Het hoger beroep van verzoeker richt zich niet tegen de afwijzing van de vordering of de daarvoor gebezigde grond doch tegen de overwegingen van de Rechtbank waarin de Nederlandse Volks-Unie als verboden wordt beschouwd.
In dit hoger beroep is verzoeker niet-ontvankelijk nu hij zich enkel beklaagt over overwegingen waarop de beslissing niet berust en die daarom voor rekening van de Rechtbank blijven. Het Hof kan in een beoordeling van die overwegingen niet treden.
Het subsidiair verzoek kan in dit verband al evenmin door het Hof in behandeling worden genomen nu het — naar het stelsel der wet — slechts kan dienen ter afwering van een gevorderde ontbinding die echter in dit geding niet meer aan de orde is.’’.
De NVU bestrijdt de beschikking van het Hof met het volgende middel van cassatie:
‘’Schending of verkeerde toepassing der wet, in het bijzonder der artikelen 332 van het Wetboek van Burgerlijke Rechtsvordering en 15 tot en met 17 van Boek 2 van het Burgerlijk Wetboek doordat het Hof verzoeker niet-ontvankelijk in zijn hoger beroep heeft verklaard.’’;
Overwegende daaromtrent:
De beschikking van de Rechtbank is aldus opgebouwd dat de Rechtbank in haar overwegingen eerst tot uitdrukking brengt dat de NVU als een verboden vereniging moet worden aangemerkt. Voorts overweegt de Rechtbank dat dit door haar geconstateerde verboden karakter van de NVU enkele consequenties met zich meebrengt, die in rechtsoverweging 12 worden aangeduid. Tenslotte oordeelt zij dat ondanks het aangenomen verboden karakter van de NVU de vordering tot ontbinding moet worden afgewezen, zulks op de in rechtsoverweging 13 vermelde grond, waarop het dictum aansluit.

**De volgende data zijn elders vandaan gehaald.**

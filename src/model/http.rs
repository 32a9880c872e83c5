/******************************************************************************
   Author: unsent-client contributors
   Date: 18/10/26
******************************************************************************/

use crate::application::config::Config;
use crate::constants::USER_AGENT;
use crate::error::{
    ApiError, DESERIALIZATION_ERROR, MISSING_API_KEY, SERIALIZATION_ERROR, UnsentResult,
};
use reqwest::Client as HttpInternalClient;
use reqwest::{Client, Method, Response};
use serde::Serialize;
use serde::de::DeserializeOwned;
use serde_json::Value;
use std::sync::Arc;
use tracing::{debug, error, warn};

/// Shared HTTP plumbing used by every resource client
///
/// Holds the immutable configuration and a reqwest client. Each call is a
/// single request/response: no retries, no rate limiting, no timeout policy
/// beyond reqwest's defaults.
#[derive(Debug, Clone)]
pub struct HttpClient {
    http_client: HttpInternalClient,
    config: Arc<Config>,
}

impl HttpClient {
    /// Creates a transport for the given configuration
    ///
    /// # Returns
    /// * `Ok(HttpClient)` - Ready to issue requests
    /// * `Err(ApiError)` - If the API key is blank or reqwest cannot be initialised
    pub fn new(config: Config) -> UnsentResult<Self> {
        if config.credentials.api_key.trim().is_empty() {
            return Err(ApiError::new(
                MISSING_API_KEY,
                "missing API key: pass one explicitly or set UNSENT_API_KEY",
            ));
        }

        let http_client = HttpInternalClient::builder()
            .user_agent(USER_AGENT)
            .build()?;

        Ok(Self {
            http_client,
            config: Arc::new(config),
        })
    }

    /// Configuration this transport was built with
    pub fn config(&self) -> &Config {
        &self.config
    }

    /// Makes a GET request
    pub async fn get<T: DeserializeOwned>(&self, path: &str) -> UnsentResult<T> {
        self.request(Method::GET, path, None::<()>).await
    }

    /// Makes a GET request with a query string built from `query`
    pub async fn get_with_query<Q: Serialize, T: DeserializeOwned>(
        &self,
        path: &str,
        query: &Q,
    ) -> UnsentResult<T> {
        let url = self.build_url(path);
        let response = make_http_request(
            &self.http_client,
            Method::GET,
            &url,
            self.headers().iter().map(|(k, v)| (*k, v.as_str())).collect(),
            Some(query),
            &None::<()>,
        )
        .await
        .map_err(|e| e.with_request(Method::GET, path))?;
        parse_response(response)
            .await
            .map_err(|e| e.with_request(Method::GET, path))
    }

    /// Makes a POST request
    pub async fn post<B: Serialize, T: DeserializeOwned>(
        &self,
        path: &str,
        body: B,
    ) -> UnsentResult<T> {
        self.request(Method::POST, path, Some(body)).await
    }

    /// Makes a PUT request
    pub async fn put<B: Serialize, T: DeserializeOwned>(
        &self,
        path: &str,
        body: B,
    ) -> UnsentResult<T> {
        self.request(Method::PUT, path, Some(body)).await
    }

    /// Makes a PATCH request
    pub async fn patch<B: Serialize, T: DeserializeOwned>(
        &self,
        path: &str,
        body: B,
    ) -> UnsentResult<T> {
        self.request(Method::PATCH, path, Some(body)).await
    }

    /// Makes a DELETE request
    pub async fn delete<T: DeserializeOwned>(&self, path: &str) -> UnsentResult<T> {
        self.request(Method::DELETE, path, None::<()>).await
    }

    /// Sends a request and decodes the JSON response
    ///
    /// # Arguments
    /// * `method` - HTTP method
    /// * `path` - API path relative to the base URL (e.g. "/domains")
    /// * `body` - Optional request body, serialized as JSON
    ///
    /// # Returns
    /// * `Ok(T)` - Deserialized response
    /// * `Err(ApiError)` - Network failure, non-2xx status or unexpected body
    pub async fn request<B: Serialize, T: DeserializeOwned>(
        &self,
        method: Method,
        path: &str,
        body: Option<B>,
    ) -> UnsentResult<T> {
        let url = self.build_url(path);
        let headers = self.headers();

        let response = make_http_request(
            &self.http_client,
            method.clone(),
            &url,
            headers.iter().map(|(k, v)| (*k, v.as_str())).collect(),
            None::<&()>,
            &body,
        )
        .await
        .map_err(|e| e.with_request(method.clone(), path))?;

        parse_response(response)
            .await
            .map_err(|e| e.with_request(method, path))
    }

    /// Joins the base URL and `path`; absolute URLs are used as is
    pub fn build_url(&self, path: &str) -> String {
        if path.starts_with("http://") || path.starts_with("https://") {
            path.to_string()
        } else {
            let path = path.trim_start_matches('/');
            format!("{}/{}", self.config.base_url(), path)
        }
    }

    fn headers(&self) -> Vec<(&'static str, String)> {
        vec![
            (
                "Authorization",
                format!("Bearer {}", self.config.credentials.api_key),
            ),
            ("Content-Type", "application/json".to_string()),
            ("Accept", "application/json".to_string()),
        ]
    }
}

/// Sends one HTTP request and maps any failure to an [`ApiError`]
///
/// # Arguments
///
/// * `client` - The reqwest client to use
/// * `method` - HTTP method
/// * `url` - Full URL to request
/// * `headers` - Vector of (header_name, header_value) tuples
/// * `query` - Optional query parameters, serialized into the URL
/// * `body` - Optional request body, serialized as JSON
///
/// # Returns
///
/// * `Ok(Response)` - Response with a 2xx status
/// * `Err(ApiError)` - Body serialization failure, network failure, or a
///   non-2xx status decoded from the body
pub async fn make_http_request<Q: Serialize + ?Sized, B: Serialize>(
    client: &Client,
    method: Method,
    url: &str,
    headers: Vec<(&str, &str)>,
    query: Option<&Q>,
    body: &Option<B>,
) -> Result<Response, ApiError> {
    debug!("{} {}", method, url);

    let mut request = client.request(method, url);

    for (name, value) in &headers {
        request = request.header(*name, *value);
    }

    if let Some(q) = query {
        request = request.query(q);
    }

    if let Some(b) = body {
        let bytes = serde_json::to_vec(b).map_err(|e| {
            error!("Failed to serialize request body for {}: {}", url, e);
            ApiError::new(SERIALIZATION_ERROR, e.to_string())
        })?;
        request = request.body(bytes);
    }

    let response = request.send().await.map_err(|e| {
        error!("Request to {} failed: {}", url, e);
        ApiError::from(e)
    })?;

    let status = response.status();
    debug!("Response status: {}", status);

    if status.is_success() {
        return Ok(response);
    }

    let body_text = match response.text().await {
        Ok(text) => text,
        Err(e) => {
            warn!("Failed to read error body for status {}: {}", status, e);
            String::new()
        }
    };
    error!("Request failed with status {}: {}", status, body_text);
    Err(ApiError::from_response(status, &body_text))
}

/// Decodes a successful response body; an empty body is read as JSON `null`
async fn parse_response<T: DeserializeOwned>(response: Response) -> UnsentResult<T> {
    let status = response.status();
    let bytes = response.bytes().await?;

    let decoded = if bytes.iter().all(u8::is_ascii_whitespace) {
        serde_json::from_value(Value::Null)
    } else {
        serde_json::from_slice(&bytes)
    };

    decoded.map_err(|e| {
        error!("Failed to decode response body: {}", e);
        ApiError::with_status(status, DESERIALIZATION_ERROR, e.to_string())
    })
}
use chrono::{DateTime, Utc};
use pretty_simple_display::{DebugPretty, DisplaySimple};
use serde::{Deserialize, Serialize};

/// Lifecycle status of a campaign, as reported by the server
#[derive(Debug, Clone, Copy, DisplaySimple, Serialize, Deserialize, PartialEq, Eq, Hash, Default)]
#[serde(rename_all = "SCREAMING_SNAKE_CASE")]
pub enum CampaignStatus {
    /// Created but not scheduled
    #[default]
    Draft,
    /// Scheduled for a future send
    Scheduled,
    /// Currently sending
    Running,
    /// Sending paused
    Paused,
    /// All emails sent
    Sent,
    /// Any status this client does not know about yet
    #[serde(other)]
    Unknown,
}

/// An email campaign sent to a contact book
#[derive(DebugPretty, DisplaySimple, Clone, Serialize, Deserialize, PartialEq)]
pub struct Campaign {
    /// Unique identifier
    pub id: String,
    /// Internal name
    pub name: String,
    /// Sender address
    #[serde(default)]
    pub from: String,
    /// Subject line
    #[serde(default, skip_serializing_if = "Option::is_none")]
    pub subject: Option<String>,
    /// Preview text shown by mail clients
    #[serde(rename = "previewText", default, skip_serializing_if = "Option::is_none")]
    pub preview_text: Option<String>,
    /// Target contact book
    #[serde(rename = "contactBookId", default, skip_serializing_if = "Option::is_none")]
    pub contact_book_id: Option<String>,
    /// Rendered HTML body
    #[serde(default, skip_serializing_if = "Option::is_none")]
    pub html: Option<String>,
    /// Editor content the HTML was rendered from
    #[serde(default, skip_serializing_if = "Option::is_none")]
    pub content: Option<String>,
    /// Current status
    #[serde(default)]
    pub status: CampaignStatus,
    /// Reply-to addresses
    #[serde(rename = "replyTo", default, skip_serializing_if = "Vec::is_empty")]
    pub reply_to: Vec<String>,
    /// Carbon copy addresses
    #[serde(default, skip_serializing_if = "Vec::is_empty")]
    pub cc: Vec<String>,
    /// Blind carbon copy addresses
    #[serde(default, skip_serializing_if = "Vec::is_empty")]
    pub bcc: Vec<String>,
    /// When sending starts, if scheduled
    #[serde(rename = "scheduledAt", default, skip_serializing_if = "Option::is_none")]
    pub scheduled_at: Option<DateTime<Utc>>,
    /// Number of emails sent per batch
    #[serde(rename = "batchSize", default, skip_serializing_if = "Option::is_none")]
    pub batch_size: Option<u32>,
    /// Total number of recipients
    #[serde(default)]
    pub total: u64,
    /// Emails sent so far
    #[serde(default)]
    pub sent: u64,
    /// Emails delivered
    #[serde(default)]
    pub delivered: u64,
    /// Emails opened
    #[serde(default)]
    pub opened: u64,
    /// Emails with at least one click
    #[serde(default)]
    pub clicked: u64,
    /// Recipients that unsubscribed
    #[serde(default)]
    pub unsubscribed: u64,
    /// Emails that bounced
    #[serde(default)]
    pub bounced: u64,
    /// Emails marked as spam
    #[serde(default)]
    pub complained: u64,
    /// Creation time
    #[serde(rename = "createdAt", default, skip_serializing_if = "Option::is_none")]
    pub created_at: Option<DateTime<Utc>>,
    /// Last update time
    #[serde(rename = "updatedAt", default, skip_serializing_if = "Option::is_none")]
    pub updated_at: Option<DateTime<Utc>>,
}
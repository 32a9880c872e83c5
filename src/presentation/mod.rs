/// Campaign models
pub mod campaign;
/// Contact and contact book models
pub mod contact;
/// Domain and DNS record models
pub mod domain;
/// Email and delivery event models
pub mod email;
/// Serialization utilities for API responses
pub mod serialization;

pub use campaign::*;
pub use contact::*;
pub use domain::*;
pub use email::*;
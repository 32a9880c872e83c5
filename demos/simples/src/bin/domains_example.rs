use unsent::prelude::*;

#[tokio::main]
async fn main() -> Result<(), Box<dyn std::error::Error>> {
    setup_logger();

    info!("Starting domains example");
    let client = Client::from_env()?;

    let domains = client.domains().list().await?;
    info!("{} domains found", domains.len());

    for domain in &domains {
        info!("{} ({}): {:?}", domain.name, domain.id, domain.status);
        if !domain.is_verified() {
            match client.domains().verify(domain.id).await {
                Ok(outcome) => info!("Verification requested: {}", outcome.message),
                Err(e) => error!("Verification failed: {}", e),
            }
        }
    }

    Ok(())
}
use serde::{Deserialize, Deserializer};
use serde_json::Value;

/// Deserializes an optional value that the server may send either as a JSON
/// string or as a number, keeping it as a string
///
/// `null` and a missing field both map to `None`.
pub fn string_or_number_opt<'de, D>(deserializer: D) -> Result<Option<String>, D::Error>
where
    D: Deserializer<'de>,
{
    let value = Option::<Value>::deserialize(deserializer)?;
    Ok(match value {
        None | Some(Value::Null) => None,
        Some(Value::String(s)) => Some(s),
        Some(other) => Some(other.to_string()),
    })
}
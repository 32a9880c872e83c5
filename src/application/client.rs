/******************************************************************************
   Author: unsent-client contributors
   Date: 18/10/26
******************************************************************************/

use crate::application::config::Config;
use crate::application::services::{Campaigns, Contacts, Domains, Emails};
use crate::error::UnsentResult;
use crate::model::http::HttpClient;
use std::sync::Arc;
use tracing::debug;

/// Entry point of the library
///
/// Builds the shared transport once and hands a handle to it to every
/// resource client. Cloning is cheap and clones share the transport.
///
/// # Example
/// ```ignore
/// use unsent::prelude::*;
///
/// let client = Client::with_api_key("un_xxx")?;
/// let domains = client.domains().list().await?;
/// ```
#[derive(Debug, Clone)]
pub struct Client {
    http_client: Arc<HttpClient>,
    domains: Domains,
    contacts: Contacts,
    campaigns: Campaigns,
    emails: Emails,
}

impl Client {
    /// Creates a client from an explicit configuration
    ///
    /// # Returns
    /// * `Ok(Client)` - Client ready to use
    /// * `Err(ApiError)` - If the API key is blank or the HTTP client cannot be built
    pub fn new(config: Config) -> UnsentResult<Self> {
        let http_client = Arc::new(HttpClient::new(config)?);
        debug!("Client created for {}", http_client.config().base_url());

        Ok(Self {
            domains: Domains::new(http_client.clone()),
            contacts: Contacts::new(http_client.clone()),
            campaigns: Campaigns::new(http_client.clone()),
            emails: Emails::new(http_client.clone()),
            http_client,
        })
    }

    /// Creates a client from `UNSENT_API_KEY` and `UNSENT_BASE_URL`
    pub fn from_env() -> UnsentResult<Self> {
        Self::new(Config::new())
    }

    /// Creates a client for the given key and the default base URL
    pub fn with_api_key(api_key: impl Into<String>) -> UnsentResult<Self> {
        Self::new(Config::with_api_key(api_key))
    }

    /// Domain endpoints
    pub fn domains(&self) -> &Domains {
        &self.domains
    }

    /// Contact endpoints
    pub fn contacts(&self) -> &Contacts {
        &self.contacts
    }

    /// Campaign endpoints
    pub fn campaigns(&self) -> &Campaigns {
        &self.campaigns
    }

    /// Email endpoints
    pub fn emails(&self) -> &Emails {
        &self.emails
    }

    /// Underlying transport, for endpoints without a typed wrapper
    pub fn http_client(&self) -> &HttpClient {
        &self.http_client
    }
}
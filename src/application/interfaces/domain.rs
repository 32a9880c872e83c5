use crate::error::UnsentResult;
use crate::model::requests::DomainCreate;
use crate::model::responses::{DomainDeleteResponse, DomainVerifyResponse};
use crate::presentation::domain::Domain;
use async_trait::async_trait;

/// Interface for the `/domains` endpoints
#[async_trait]
pub trait DomainService: Send + Sync {
    /// Lists all domains of the team
    async fn list(&self) -> UnsentResult<Vec<Domain>>;

    /// Registers a new sending domain
    ///
    /// # Returns
    /// * The created domain, including the DNS records to publish
    async fn create(&self, payload: &DomainCreate) -> UnsentResult<Domain>;

    /// Asks the server to check the domain's DNS records
    ///
    /// Safe to call repeatedly: verifying an already verified domain
    /// reports the same outcome again.
    async fn verify(&self, domain_id: i64) -> UnsentResult<DomainVerifyResponse>;

    /// Gets one domain
    async fn get(&self, domain_id: i64) -> UnsentResult<Domain>;

    /// Deletes a domain
    async fn delete(&self, domain_id: i64) -> UnsentResult<DomainDeleteResponse>;
}
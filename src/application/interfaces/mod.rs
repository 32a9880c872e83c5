/// Campaign service interface
pub mod campaign;
/// Contact service interface
pub mod contact;
/// Domain service interface
pub mod domain;
/// Email service interface
pub mod email;
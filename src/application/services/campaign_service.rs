use crate::application::interfaces::campaign::CampaignService;
use crate::error::UnsentResult;
use crate::model::http::HttpClient;
use crate::model::requests::{CampaignCreate, CampaignSchedule};
use crate::model::responses::CampaignActionResponse;
use crate::presentation::campaign::Campaign;
use async_trait::async_trait;
use serde_json::json;
use std::sync::Arc;
use tracing::{debug, info};

/// Client for the `/campaigns` endpoints
#[derive(Debug, Clone)]
pub struct Campaigns {
    http_client: Arc<HttpClient>,
}

impl Campaigns {
    /// Creates a campaign client on top of a shared transport
    pub fn new(http_client: Arc<HttpClient>) -> Self {
        Self { http_client }
    }
}

#[async_trait]
impl CampaignService for Campaigns {
    async fn create(&self, payload: &CampaignCreate) -> UnsentResult<Campaign> {
        info!("Creating campaign: {}", payload.name);
        let campaign: Campaign = self.http_client.post("/campaigns", payload).await?;
        debug!("Campaign created with id {}", campaign.id);
        Ok(campaign)
    }

    async fn get(&self, campaign_id: &str) -> UnsentResult<Campaign> {
        let path = format!("/campaigns/{campaign_id}");
        info!("Getting campaign: {}", campaign_id);
        self.http_client.get(&path).await
    }

    async fn schedule(
        &self,
        campaign_id: &str,
        payload: &CampaignSchedule,
    ) -> UnsentResult<CampaignActionResponse> {
        let path = format!("/campaigns/{campaign_id}/schedule");
        info!("Scheduling campaign: {}", campaign_id);
        self.http_client.post(&path, payload).await
    }

    async fn pause(&self, campaign_id: &str) -> UnsentResult<CampaignActionResponse> {
        let path = format!("/campaigns/{campaign_id}/pause");
        info!("Pausing campaign: {}", campaign_id);
        self.http_client.post(&path, json!({})).await
    }

    async fn resume(&self, campaign_id: &str) -> UnsentResult<CampaignActionResponse> {
        let path = format!("/campaigns/{campaign_id}/resume");
        info!("Resuming campaign: {}", campaign_id);
        self.http_client.post(&path, json!({})).await
    }
}
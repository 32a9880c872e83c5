use chrono::{DateTime, Utc};
use pretty_simple_display::{DebugPretty, DisplaySimple};
use serde::{Deserialize, Serialize};
use serde_json::Value;
use std::collections::HashMap;

/// A contact stored in a contact book
///
/// Identity is the pair `(contact_book_id, id)`.
#[derive(DebugPretty, DisplaySimple, Clone, Serialize, Deserialize, PartialEq)]
pub struct Contact {
    /// Unique identifier within the contact book
    pub id: String,
    /// Contact book the contact belongs to
    #[serde(rename = "contactBookId", default)]
    pub contact_book_id: String,
    /// Email address
    pub email: String,
    /// First name
    #[serde(rename = "firstName", default, skip_serializing_if = "Option::is_none")]
    pub first_name: Option<String>,
    /// Last name
    #[serde(rename = "lastName", default, skip_serializing_if = "Option::is_none")]
    pub last_name: Option<String>,
    /// Whether the contact receives campaigns
    #[serde(default = "default_subscribed")]
    pub subscribed: bool,
    /// Free-form attributes
    #[serde(default, skip_serializing_if = "HashMap::is_empty")]
    pub properties: HashMap<String, Value>,
    /// Creation time
    #[serde(rename = "createdAt", default, skip_serializing_if = "Option::is_none")]
    pub created_at: Option<DateTime<Utc>>,
    /// Last update time
    #[serde(rename = "updatedAt", default, skip_serializing_if = "Option::is_none")]
    pub updated_at: Option<DateTime<Utc>>,
}

fn default_subscribed() -> bool {
    true
}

Nu de Rechtbank de vordering tot ontbinding heeft afgewezen brengt geen rechtsregel mee dat het voormelde oordeel van de Rechtbank omtrent het verboden karakter van de NVU voor de burgerlijke rechter, oordelend in een ander geding, bindende kracht heeft. Ook is de strafrechter aan dit oordeel niet gebonden, indien het openbaar ministerie ter zake van het in artikel 140 van het Wetboek van Strafrecht omschreven misdrijf een vervolging zou instellen. Evenmin zijn het centraal stembureau en de Kiesraad aan dit oordeel gebonden, indien deze organen de bevoegdheid moeten toetsen van de NVU om aan verkiezingen deel te nemen. Bedoeld oordeel van de Rechtbank heeft dus, anders dan de Rechtbank meent, rechtens geen consequenties.
Het bovenstaande leidt tot de conclusie dat het Hof het hoger beroep, dat blijkens de beschikking van het Hof in het bijzonder de strekking had ‘’in de motivering de NVU niet als een verboden vereniging aan te merken’’, terecht niet-ontvankelijk heeft verklaard. Het middel is dus tevergeefs voorgesteld.
Verwerpt het beroep.
Gedaan en gewezen te ’s-Gravenhage de negende maart 1900 negen en zeventig bij Mrs. Dubbink, President, Ras en Minkenhof, Vice-Presidenten, Drion en Snijders, Raden, in tegenwoordigheid van de Griffier.
Conclusie 09‑03‑1979
Inhoudsindicatie
Beschikking waarin de Nederlandse Volks-Unie als een verboden vereniging werd aangemerkt, maar een vordering van de Officier van Justitie tot ontbinding van de NVU nochtans werd afgewezen. Vraag of het Hof de NVU terecht niet-ontvankelijk heeft verklaard in haar hoger beroep tegen deze beschikking.
Nr. 5149/1349 request.
Mr. Remmelink.
Conclusie inzake:
De Nederlandse Volks-Unie.
Edelhoogachtbare Heren,
In deze zaak is, voorzover ik zie, het volgende aan de hand: De Officier van Justitie heeft een vordering bij de Rechtbank ingediend strekkende tot ontbinding van de N.V.U. Vgl. art. 16 B.W. II. De Rechtbank wees deze vordering af, waarbij zij overwoog dat de N.V.U. zo nauw verbonden was met een Stichting, dat ontbinding van alleen de N.V.U. h.i. niet goed mogelijk was enz. Zie N.J. 1978, no. 281, met noot van Wachter. De Rechtbank heeft echter wel vastgesteld (overwogen) op grond van tal van facta en gesta dat het hier een verboden vereniging betrof als bedoeld in art. 15 B.W. II. De N.V.U. heeft zich tegen de beschikking voorzien van hoger beroep vorderende, voorzoveel hier van belang, dat het Hof het vonnis van de Rechtbank zou vernietigen, de eis van het O.M. zou afwijzen en in de motivering de N.V.U. niet als een verboden vereniging zou aanmerken. Het Hof heeft de N.V.U. evenwel in zijn beroep niet ontvangen, stellende, dat het appel zich niet richt tegen de afwijzing van de vordering van de Officier, of van de grond, waarop deze afwijzende beslissing berust, maar tegen de overwegingen op grond waarvan de Rechtbank de N.V.U. als een verboden vereniging aanmerkte. Tegen deze beschikking is de N.V.U. in cassatie gegaan, stellende, dat het haar belang was, dat bij behoud van het dictum zekere, haar bindende, uitspraken uit de overwegingen van de beschikking van de Rechtbank zouden verdwijnen, nl. die betrekking hebben op het verboden zijn van haar als vereniging.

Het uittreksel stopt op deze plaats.